» **Stored items from a collection**
^^^^^^^^^^^^^^^^
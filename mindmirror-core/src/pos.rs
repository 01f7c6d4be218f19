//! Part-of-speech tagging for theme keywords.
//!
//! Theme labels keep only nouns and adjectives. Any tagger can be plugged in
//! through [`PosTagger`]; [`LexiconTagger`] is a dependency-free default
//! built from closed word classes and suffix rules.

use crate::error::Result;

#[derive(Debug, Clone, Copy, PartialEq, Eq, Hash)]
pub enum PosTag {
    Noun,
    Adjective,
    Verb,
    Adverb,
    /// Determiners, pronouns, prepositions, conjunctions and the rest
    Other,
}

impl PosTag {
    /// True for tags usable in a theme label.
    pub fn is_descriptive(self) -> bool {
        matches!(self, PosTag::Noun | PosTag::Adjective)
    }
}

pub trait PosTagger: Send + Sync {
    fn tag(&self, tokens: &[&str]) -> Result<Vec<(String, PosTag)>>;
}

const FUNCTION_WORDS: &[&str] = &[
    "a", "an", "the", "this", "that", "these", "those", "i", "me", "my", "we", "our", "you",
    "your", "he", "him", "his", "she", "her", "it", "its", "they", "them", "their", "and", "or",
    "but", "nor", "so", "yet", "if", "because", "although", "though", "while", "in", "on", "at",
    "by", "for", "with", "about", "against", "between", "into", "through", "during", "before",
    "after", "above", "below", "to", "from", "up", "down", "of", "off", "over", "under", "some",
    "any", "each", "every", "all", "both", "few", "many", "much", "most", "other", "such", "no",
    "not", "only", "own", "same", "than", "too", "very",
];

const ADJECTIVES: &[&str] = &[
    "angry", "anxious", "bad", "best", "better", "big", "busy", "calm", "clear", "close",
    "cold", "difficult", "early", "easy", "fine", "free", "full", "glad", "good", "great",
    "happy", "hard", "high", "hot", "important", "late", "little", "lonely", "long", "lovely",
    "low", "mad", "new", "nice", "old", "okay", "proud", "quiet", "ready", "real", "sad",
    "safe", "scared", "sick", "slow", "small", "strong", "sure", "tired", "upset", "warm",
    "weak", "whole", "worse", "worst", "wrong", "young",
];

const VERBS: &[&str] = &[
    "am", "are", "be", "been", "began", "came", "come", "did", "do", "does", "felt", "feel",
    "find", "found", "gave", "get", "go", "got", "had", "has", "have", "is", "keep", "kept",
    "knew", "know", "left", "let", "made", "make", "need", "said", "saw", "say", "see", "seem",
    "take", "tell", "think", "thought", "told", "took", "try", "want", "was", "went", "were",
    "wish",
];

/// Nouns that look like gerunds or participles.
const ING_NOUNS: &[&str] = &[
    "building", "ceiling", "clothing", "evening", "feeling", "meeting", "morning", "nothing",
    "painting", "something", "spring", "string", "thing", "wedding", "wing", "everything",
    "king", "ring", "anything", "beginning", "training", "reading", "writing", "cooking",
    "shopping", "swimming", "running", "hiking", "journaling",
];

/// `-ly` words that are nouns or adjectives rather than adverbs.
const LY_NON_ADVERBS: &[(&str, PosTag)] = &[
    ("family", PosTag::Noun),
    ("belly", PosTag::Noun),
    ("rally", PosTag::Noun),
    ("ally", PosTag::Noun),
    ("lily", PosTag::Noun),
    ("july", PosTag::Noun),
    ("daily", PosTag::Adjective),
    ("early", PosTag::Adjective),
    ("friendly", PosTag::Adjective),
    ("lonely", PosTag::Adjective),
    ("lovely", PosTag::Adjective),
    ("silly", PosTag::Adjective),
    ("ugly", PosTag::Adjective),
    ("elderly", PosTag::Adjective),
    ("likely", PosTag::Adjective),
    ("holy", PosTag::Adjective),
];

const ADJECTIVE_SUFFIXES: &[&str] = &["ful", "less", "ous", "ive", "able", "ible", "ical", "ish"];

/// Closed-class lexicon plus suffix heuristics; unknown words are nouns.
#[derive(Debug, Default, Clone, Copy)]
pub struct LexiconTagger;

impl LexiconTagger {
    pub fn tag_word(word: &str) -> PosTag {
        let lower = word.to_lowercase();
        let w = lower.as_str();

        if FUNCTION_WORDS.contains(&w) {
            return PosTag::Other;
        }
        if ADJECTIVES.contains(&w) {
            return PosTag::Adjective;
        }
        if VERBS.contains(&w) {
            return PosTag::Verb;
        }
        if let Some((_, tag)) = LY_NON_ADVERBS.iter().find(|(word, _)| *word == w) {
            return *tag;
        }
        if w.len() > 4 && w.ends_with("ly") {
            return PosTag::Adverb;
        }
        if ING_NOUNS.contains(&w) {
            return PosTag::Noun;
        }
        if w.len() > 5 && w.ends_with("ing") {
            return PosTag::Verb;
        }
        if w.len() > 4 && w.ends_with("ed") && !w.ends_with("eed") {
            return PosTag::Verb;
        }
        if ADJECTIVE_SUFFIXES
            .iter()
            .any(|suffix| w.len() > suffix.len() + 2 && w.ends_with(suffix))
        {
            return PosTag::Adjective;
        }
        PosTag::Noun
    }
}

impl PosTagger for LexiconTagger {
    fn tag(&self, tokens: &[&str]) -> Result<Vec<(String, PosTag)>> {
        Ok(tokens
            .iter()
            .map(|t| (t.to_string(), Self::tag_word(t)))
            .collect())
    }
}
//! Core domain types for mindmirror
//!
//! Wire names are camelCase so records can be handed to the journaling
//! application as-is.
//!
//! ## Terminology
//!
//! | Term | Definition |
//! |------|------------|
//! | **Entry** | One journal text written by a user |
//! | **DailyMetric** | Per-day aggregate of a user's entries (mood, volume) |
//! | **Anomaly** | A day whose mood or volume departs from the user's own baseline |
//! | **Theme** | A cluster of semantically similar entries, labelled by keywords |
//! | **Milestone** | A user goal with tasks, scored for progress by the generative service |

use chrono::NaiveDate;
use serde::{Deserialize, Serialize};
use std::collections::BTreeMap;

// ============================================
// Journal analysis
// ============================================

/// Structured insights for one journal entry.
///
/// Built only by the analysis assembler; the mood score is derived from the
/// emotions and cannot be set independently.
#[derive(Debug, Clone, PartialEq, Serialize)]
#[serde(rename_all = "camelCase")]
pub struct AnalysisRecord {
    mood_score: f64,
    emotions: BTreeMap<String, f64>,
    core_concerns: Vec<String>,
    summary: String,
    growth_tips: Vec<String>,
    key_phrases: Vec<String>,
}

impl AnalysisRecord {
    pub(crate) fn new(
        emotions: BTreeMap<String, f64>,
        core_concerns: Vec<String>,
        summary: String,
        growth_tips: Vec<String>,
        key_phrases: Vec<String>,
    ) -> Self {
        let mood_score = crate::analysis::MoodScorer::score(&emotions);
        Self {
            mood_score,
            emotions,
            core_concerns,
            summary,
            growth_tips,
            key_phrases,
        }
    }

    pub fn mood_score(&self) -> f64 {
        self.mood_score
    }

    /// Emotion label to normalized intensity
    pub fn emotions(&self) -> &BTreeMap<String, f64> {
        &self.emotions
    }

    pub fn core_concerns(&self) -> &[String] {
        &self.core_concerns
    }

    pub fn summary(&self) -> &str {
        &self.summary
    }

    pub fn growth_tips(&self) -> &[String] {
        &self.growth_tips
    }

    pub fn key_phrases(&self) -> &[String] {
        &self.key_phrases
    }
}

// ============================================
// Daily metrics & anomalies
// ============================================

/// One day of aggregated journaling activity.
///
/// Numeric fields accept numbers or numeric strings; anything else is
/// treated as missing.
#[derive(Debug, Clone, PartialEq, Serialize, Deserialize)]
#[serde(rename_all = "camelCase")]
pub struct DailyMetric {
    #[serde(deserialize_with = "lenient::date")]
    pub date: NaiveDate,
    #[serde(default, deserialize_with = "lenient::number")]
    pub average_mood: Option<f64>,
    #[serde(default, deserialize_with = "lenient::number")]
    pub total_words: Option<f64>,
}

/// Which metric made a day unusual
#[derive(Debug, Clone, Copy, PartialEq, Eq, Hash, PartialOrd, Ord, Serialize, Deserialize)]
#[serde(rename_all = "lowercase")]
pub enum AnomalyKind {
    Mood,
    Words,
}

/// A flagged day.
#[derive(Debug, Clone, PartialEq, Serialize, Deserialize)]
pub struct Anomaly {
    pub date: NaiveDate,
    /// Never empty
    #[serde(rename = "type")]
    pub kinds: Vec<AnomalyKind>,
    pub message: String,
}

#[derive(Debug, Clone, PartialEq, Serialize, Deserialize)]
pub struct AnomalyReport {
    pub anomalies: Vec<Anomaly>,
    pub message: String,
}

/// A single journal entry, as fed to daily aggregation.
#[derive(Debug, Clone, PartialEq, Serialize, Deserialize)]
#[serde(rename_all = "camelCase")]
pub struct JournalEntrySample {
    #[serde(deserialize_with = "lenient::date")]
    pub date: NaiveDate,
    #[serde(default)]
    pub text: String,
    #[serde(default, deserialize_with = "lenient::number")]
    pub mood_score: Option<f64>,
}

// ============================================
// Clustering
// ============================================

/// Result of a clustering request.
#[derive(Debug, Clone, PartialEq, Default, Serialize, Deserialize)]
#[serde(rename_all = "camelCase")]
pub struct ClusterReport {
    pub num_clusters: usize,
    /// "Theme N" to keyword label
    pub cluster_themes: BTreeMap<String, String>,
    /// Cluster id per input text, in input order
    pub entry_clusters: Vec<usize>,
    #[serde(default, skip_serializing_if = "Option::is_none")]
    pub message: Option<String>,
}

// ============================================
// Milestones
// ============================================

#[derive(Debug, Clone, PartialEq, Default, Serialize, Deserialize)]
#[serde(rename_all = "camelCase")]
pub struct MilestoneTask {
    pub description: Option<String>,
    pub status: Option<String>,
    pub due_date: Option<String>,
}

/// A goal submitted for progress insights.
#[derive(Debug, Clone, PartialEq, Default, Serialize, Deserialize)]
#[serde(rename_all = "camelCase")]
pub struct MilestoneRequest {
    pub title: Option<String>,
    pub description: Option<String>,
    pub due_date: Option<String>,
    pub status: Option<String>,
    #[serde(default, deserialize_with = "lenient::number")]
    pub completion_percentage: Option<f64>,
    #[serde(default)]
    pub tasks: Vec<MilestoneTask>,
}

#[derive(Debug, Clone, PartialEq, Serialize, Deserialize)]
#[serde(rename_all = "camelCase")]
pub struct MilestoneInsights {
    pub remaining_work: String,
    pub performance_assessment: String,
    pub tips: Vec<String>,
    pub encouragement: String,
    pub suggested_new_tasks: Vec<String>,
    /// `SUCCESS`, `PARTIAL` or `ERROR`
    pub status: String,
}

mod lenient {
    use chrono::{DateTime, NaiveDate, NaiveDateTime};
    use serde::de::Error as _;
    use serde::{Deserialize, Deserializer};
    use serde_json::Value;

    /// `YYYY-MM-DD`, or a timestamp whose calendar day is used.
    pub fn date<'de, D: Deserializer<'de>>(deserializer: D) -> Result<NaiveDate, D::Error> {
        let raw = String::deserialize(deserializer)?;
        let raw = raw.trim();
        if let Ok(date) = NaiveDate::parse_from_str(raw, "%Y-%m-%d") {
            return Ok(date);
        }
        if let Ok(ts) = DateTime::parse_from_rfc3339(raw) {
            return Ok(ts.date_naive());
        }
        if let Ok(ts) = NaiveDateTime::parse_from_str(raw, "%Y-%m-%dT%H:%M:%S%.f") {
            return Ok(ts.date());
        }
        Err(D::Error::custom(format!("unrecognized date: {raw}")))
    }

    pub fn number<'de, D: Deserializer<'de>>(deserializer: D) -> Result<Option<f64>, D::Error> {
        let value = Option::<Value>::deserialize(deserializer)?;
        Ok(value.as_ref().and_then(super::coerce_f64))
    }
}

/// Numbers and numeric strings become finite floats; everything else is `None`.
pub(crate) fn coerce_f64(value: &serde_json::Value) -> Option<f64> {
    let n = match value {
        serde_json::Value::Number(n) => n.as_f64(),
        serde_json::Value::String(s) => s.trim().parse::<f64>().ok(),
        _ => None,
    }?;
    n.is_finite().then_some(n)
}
^^^^^^^^^^^^^^^^
» **To do**
Wherever the string "goal" appears in a line of the records above, copy that line.

» **Written reply**
//! | **Milestone** | A user goal with tasks, scored for progress by the generative service |
/// A goal submitted for progress insights.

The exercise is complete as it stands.